#### [TRY IT]
Filter the data for lines with the word "HubSpotClient" and copy those lines.

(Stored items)
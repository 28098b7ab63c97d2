//! Outbound CRM sync.
//!
//! Calls are fire-and-forget: callers append to [`CrmQueue`], a spawned
//! dispatcher drains the channel and delivers to HubSpot when a token is
//! configured, otherwise it only logs what would have been sent. Delivery
//! failures are logged and dropped. The queue also keeps a bounded journal
//! of everything enqueued so it can be inspected without a network.

use chrono::{DateTime, Utc};
use reqwest::Client;
use serde::Serialize;
use serde_json::{json, Map, Value};
use std::collections::VecDeque;
use std::sync::{Arc, Mutex};
use std::time::Duration;
use tokio::sync::mpsc;
use tokio::task::JoinHandle;

use crate::errors::{AppError, ResultExt};
use crate::models::UserData;

/// Journal entries kept before the oldest are discarded.
pub const JOURNAL_CAPACITY: usize = 10_000;

/// CRM property used as the upsert key.
pub const SESSION_ID_PROPERTY: &str = "quiz_session_id";

pub mod events {
    pub const SECTOR_SELECTED: &str = "sector_selected";
    pub const QUESTION_ANSWERED: &str = "question_answered";
    pub const QUIZ_COMPLETED: &str = "quiz_completed";
    pub const FORM_SHOWN: &str = "form_shown";
    pub const FORM_SUBMITTED: &str = "form_submitted";
    pub const PROFILE_GATE_SHOWN: &str = "profile_gate_shown";
    pub const PROFILE_COMPLETED: &str = "profile_completed";
    pub const SECTION_VIEWED: &str = "section_viewed";
    pub const PDF_DOWNLOADED: &str = "pdf_downloaded";
    pub const SESSION_RESET: &str = "session_reset";
}

#[derive(Debug, Clone, PartialEq, Serialize)]
#[serde(tag = "kind", rename_all = "snake_case")]
pub enum CrmEvent {
    /// Idempotent merge of a partial contact keyed by session id.
    UpsertContact {
        session_id: String,
        properties: Map<String, Value>,
    },
    TrackEvent {
        session_id: String,
        name: String,
        properties: Map<String, Value>,
        occurred_at: DateTime<Utc>,
    },
}

impl CrmEvent {
    pub fn session_id(&self) -> &str {
        match self {
            CrmEvent::UpsertContact { session_id, .. } => session_id,
            CrmEvent::TrackEvent { session_id, .. } => session_id,
        }
    }

    pub fn event_name(&self) -> Option<&str> {
        match self {
            CrmEvent::TrackEvent { name, .. } => Some(name.as_str()),
            CrmEvent::UpsertContact { .. } => None,
        }
    }
}

/// Append-only outbound queue.
#[derive(Clone)]
pub struct CrmQueue {
    tx: mpsc::UnboundedSender<CrmEvent>,
    journal: Arc<Mutex<VecDeque<CrmEvent>>>,
}

impl CrmQueue {
    /// Creates the queue and the receiving end for [`spawn_dispatcher`].
    pub fn new() -> (Self, mpsc::UnboundedReceiver<CrmEvent>) {
        let (tx, rx) = mpsc::unbounded_channel();
        (
            Self {
                tx,
                journal: Arc::new(Mutex::new(VecDeque::new())),
            },
            rx,
        )
    }

    pub fn enqueue(&self, event: CrmEvent) {
        {
            let mut journal = self.journal.lock().unwrap_or_else(|e| e.into_inner());
            if journal.len() == JOURNAL_CAPACITY {
                journal.pop_front();
            }
            journal.push_back(event.clone());
        }

        if self.tx.send(event).is_err() {
            tracing::warn!("CRM dispatcher stopped, event not delivered");
        }
    }

    pub fn upsert_contact(&self, session_id: &str, user_data: &UserData) {
        self.enqueue(CrmEvent::UpsertContact {
            session_id: session_id.to_string(),
            properties: user_data.to_crm_properties(),
        });
    }

    /// Queues a named event. Non-object `properties` are wrapped under `value`.
    pub fn track(&self, session_id: &str, name: &str, properties: Value) {
        let properties = match properties {
            Value::Object(map) => map,
            Value::Null => Map::new(),
            other => {
                let mut map = Map::new();
                map.insert("value".to_string(), other);
                map
            }
        };

        self.enqueue(CrmEvent::TrackEvent {
            session_id: session_id.to_string(),
            name: name.to_string(),
            properties,
            occurred_at: Utc::now(),
        });
    }

    /// Snapshot of the journal, oldest first.
    pub fn events(&self) -> Vec<CrmEvent> {
        let journal = self.journal.lock().unwrap_or_else(|e| e.into_inner());
        journal.iter().cloned().collect()
    }

    pub fn events_for(&self, session_id: &str) -> Vec<CrmEvent> {
        self.events()
            .into_iter()
            .filter(|e| e.session_id() == session_id)
            .collect()
    }

    /// Names of tracked events for one session, in order.
    pub fn event_names_for(&self, session_id: &str) -> Vec<String> {
        self.events_for(session_id)
            .iter()
            .filter_map(|e| e.event_name().map(str::to_string))
            .collect()
    }
}

/// HubSpot HTTP client.
#[derive(Clone)]
pub struct HubSpotClient {
    client: Client,
    base_url: String,
    token: String,
}

impl HubSpotClient {
    pub fn new(base_url: String, token: String) -> Result<Self, AppError> {
        let client = Client::builder()
            .timeout(Duration::from_secs(30))
            .build()
            .map_err(|e| {
                AppError::ExternalApiError(format!("Failed to create HubSpot client: {}", e))
            })?;

        Ok(Self {
            client,
            base_url: base_url.trim_end_matches('/').to_string(),
            token,
        })
    }

    /// Upserts a contact keyed by the session id property.
    pub async fn upsert_contact(
        &self,
        session_id: &str,
        properties: &Map<String, Value>,
    ) -> Result<(), AppError> {
        let url = format!("{}/crm/v3/objects/contacts/batch/upsert", self.base_url);

        let mut properties = properties.clone();
        properties.insert(SESSION_ID_PROPERTY.to_string(), json!(session_id));

        let body = json!({
            "inputs": [{
                "idProperty": SESSION_ID_PROPERTY,
                "id": session_id,
                "properties": properties
            }]
        });

        self.post(&url, &body, "contact upsert").await
    }

    pub async fn track_event(
        &self,
        session_id: &str,
        name: &str,
        properties: &Map<String, Value>,
        occurred_at: DateTime<Utc>,
    ) -> Result<(), AppError> {
        let url = format!("{}/events/v3/send", self.base_url);

        let mut properties = properties.clone();
        properties.insert(SESSION_ID_PROPERTY.to_string(), json!(session_id));

        let body = json!({
            "eventName": name,
            "occurredAt": occurred_at.to_rfc3339(),
            "properties": properties
        });

        self.post(&url, &body, "event tracking").await
    }

    pub async fn deliver(&self, event: &CrmEvent) -> Result<(), AppError> {
        match event {
            CrmEvent::UpsertContact {
                session_id,
                properties,
            } => self.upsert_contact(session_id, properties).await,
            CrmEvent::TrackEvent {
                session_id,
                name,
                properties,
                occurred_at,
            } => {
                self.track_event(session_id, name, properties, *occurred_at)
                    .await
            }
        }
    }

    async fn post(&self, url: &str, body: &Value, what: &str) -> Result<(), AppError> {
        let response = self
            .client
            .post(url)
            .bearer_auth(&self.token)
            .json(body)
            .send()
            .await
            .map_err(AppError::from)
            .context(format!("HubSpot {} failed", what))?;

        if !response.status().is_success() {
            let status = response.status();
            let error_text = response
                .text()
                .await
                .unwrap_or_else(|_| "Unknown error".to_string());
            return Err(AppError::ExternalApiError(format!(
                "HubSpot {} returned {}: {}",
                what, status, error_text
            )));
        }

        Ok(())
    }
}

/// Drains the queue until every sender is dropped.
pub async fn run_dispatcher(
    mut rx: mpsc::UnboundedReceiver<CrmEvent>,
    client: Option<HubSpotClient>,
) {
    while let Some(event) = rx.recv().await {
        match &client {
            Some(client) => {
                let delivered = client.deliver(&event).await.with_context(|| {
                    format!("CRM delivery failed for {}", event.session_id())
                });
                if let Err(e) = delivered {
                    tracing::warn!("{}", e);
                }
            }
            None => match &event {
                CrmEvent::UpsertContact {
                    session_id,
                    properties,
                } => {
                    let payload = serde_json::to_string(properties).unwrap_or_default();
                    tracing::info!("[CRM] upsert contact {}: {}", session_id, payload);
                }
                CrmEvent::TrackEvent {
                    session_id, name, ..
                } => {
                    tracing::info!("[CRM] track {} for {}", name, session_id);
                }
            },
        }
    }

    tracing::debug!("CRM dispatcher stopped");
}

pub fn spawn_dispatcher(
    rx: mpsc::UnboundedReceiver<CrmEvent>,
    client: Option<HubSpotClient>,
) -> JoinHandle<()> {
    tokio::spawn(run_dispatcher(rx, client))
}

#### [ANSWER TO THIS PROBLEM]
pub struct HubSpotClient {
impl HubSpotClient {
    client: Option<HubSpotClient>,
    client: Option<HubSpotClient>,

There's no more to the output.